Stored data entries

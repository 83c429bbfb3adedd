//! Legend placement
//!
//! The legend first gets a strip at one edge of the plot rectangle, bounded by
//! the legend ratio. Once the canvas is known the strip is aligned to it.

use crate::config::{LayoutConfig, LegendPosition};
use crate::geometry::LayoutRect;
use crate::options::LayoutOptions;
use crate::snapshot::LegendData;

/// Find the strip for the legend inside `rect`
pub fn layout_legend(
    config: &LayoutConfig,
    legend: &LegendData,
    options: LayoutOptions,
    rect: &LayoutRect,
) -> LayoutRect {
    let hint = legend.hint;

    let dim = if config.legend_position.is_beside() {
        let mut dim = hint.width.min((rect.width * config.legend_ratio) as i32);

        // a legend taller than the plot needs room for its scrollbar
        if !options.contains(LayoutOptions::IGNORE_SCROLLBARS) && hint.height as f64 > rect.height {
            dim += legend.h_scroll_extent;
        }
        dim
    } else {
        hint.height
            .min((rect.height * config.legend_ratio) as i32)
            .max(legend.v_scroll_extent)
    };
    let dim = dim as f64;

    let mut legend_rect = *rect;
    match config.legend_position {
        LegendPosition::Left => {
            legend_rect.set_width(dim);
        }
        LegendPosition::Right => {
            legend_rect.set_left(rect.right() - dim);
            legend_rect.set_width(dim);
        }
        LegendPosition::Top => {
            legend_rect.set_height(dim);
        }
        LegendPosition::Bottom => {
            legend_rect.set_top(rect.bottom() - dim);
            legend_rect.set_height(dim);
        }
    }
    legend_rect
}

/// Align the legend strip to the canvas when the legend fits beside it
pub fn align_legend(
    config: &LayoutConfig,
    legend: &LegendData,
    canvas_rect: &LayoutRect,
    legend_rect: &LayoutRect,
) -> LayoutRect {
    let mut aligned = *legend_rect;

    if config.legend_position.is_beside() {
        if (legend.hint.height as f64) < canvas_rect.height {
            aligned.y = canvas_rect.y;
            aligned.height = canvas_rect.height;
        }
    } else if (legend.hint.width as f64) < canvas_rect.width {
        aligned.x = canvas_rect.x;
        aligned.width = canvas_rect.width;
    }
    aligned
}
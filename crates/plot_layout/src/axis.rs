//! Axis identities and per-axis storage

use serde::{Deserialize, Serialize};
use std::ops::{Index, IndexMut};

/// The four axis positions around the canvas
#[derive(Debug, Clone, Copy, PartialEq, Eq, Hash, Serialize, Deserialize)]
#[serde(rename_all = "snake_case")]
pub enum Axis {
    YLeft,
    YRight,
    XBottom,
    XTop,
}

impl Axis {
    /// All axes, in index order
    pub const ALL: [Axis; 4] = [Axis::YLeft, Axis::YRight, Axis::XBottom, Axis::XTop];

    /// Look up an axis by its numeric index; out-of-range indices yield `None`
    pub fn from_index(index: usize) -> Option<Axis> {
        Self::ALL.get(index).copied()
    }

    pub fn index(self) -> usize {
        match self {
            Axis::YLeft => 0,
            Axis::YRight => 1,
            Axis::XBottom => 2,
            Axis::XTop => 3,
        }
    }

    /// True for the horizontal scales above and below the canvas
    pub fn is_x_axis(self) -> bool {
        matches!(self, Axis::XBottom | Axis::XTop)
    }

    /// True for the vertical scales left and right of the canvas
    pub fn is_y_axis(self) -> bool {
        !self.is_x_axis()
    }
}

/// One value per axis, stored in named slots
#[derive(Debug, Clone, Copy, Default, PartialEq, Eq, Serialize, Deserialize)]
pub struct AxisMap<T> {
    pub y_left: T,
    pub y_right: T,
    pub x_bottom: T,
    pub x_top: T,
}

impl<T> AxisMap<T> {
    pub fn new(y_left: T, y_right: T, x_bottom: T, x_top: T) -> Self {
        Self {
            y_left,
            y_right,
            x_bottom,
            x_top,
        }
    }

    /// Build a map by evaluating `f` for every axis
    pub fn from_fn(mut f: impl FnMut(Axis) -> T) -> Self {
        Self {
            y_left: f(Axis::YLeft),
            y_right: f(Axis::YRight),
            x_bottom: f(Axis::XBottom),
            x_top: f(Axis::XTop),
        }
    }

    /// Iterate over `(axis, value)` pairs in index order
    pub fn iter(&self) -> impl Iterator<Item = (Axis, &T)> {
        Axis::ALL.into_iter().map(move |axis| (axis, &self[axis]))
    }

    pub fn map<U>(&self, mut f: impl FnMut(Axis, &T) -> U) -> AxisMap<U> {
        AxisMap::from_fn(|axis| f(axis, &self[axis]))
    }
}

impl<T: Clone> AxisMap<T> {
    /// The same value for every axis
    pub fn splat(value: T) -> Self {
        Self::new(value.clone(), value.clone(), value.clone(), value)
    }
}

impl<T> Index<Axis> for AxisMap<T> {
    type Output = T;

    fn index(&self, axis: Axis) -> &T {
        match axis {
            Axis::YLeft => &self.y_left,
            Axis::YRight => &self.y_right,
            Axis::XBottom => &self.x_bottom,
            Axis::XTop => &self.x_top,
        }
    }
}

impl<T> IndexMut<Axis> for AxisMap<T> {
    fn index_mut(&mut self, axis: Axis) -> &mut T {
        match axis {
            Axis::YLeft => &mut self.y_left,
            Axis::YRight => &mut self.y_right,
            Axis::XBottom => &mut self.x_bottom,
            Axis::XTop => &mut self.x_top,
        }
    }
}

Problem details >> With "True" as the search string, filter the records and return each line that has it.

Completed task >>
    /// True for the horizontal scales above and below the canvas
    /// True for the vertical scales left and right of the canvas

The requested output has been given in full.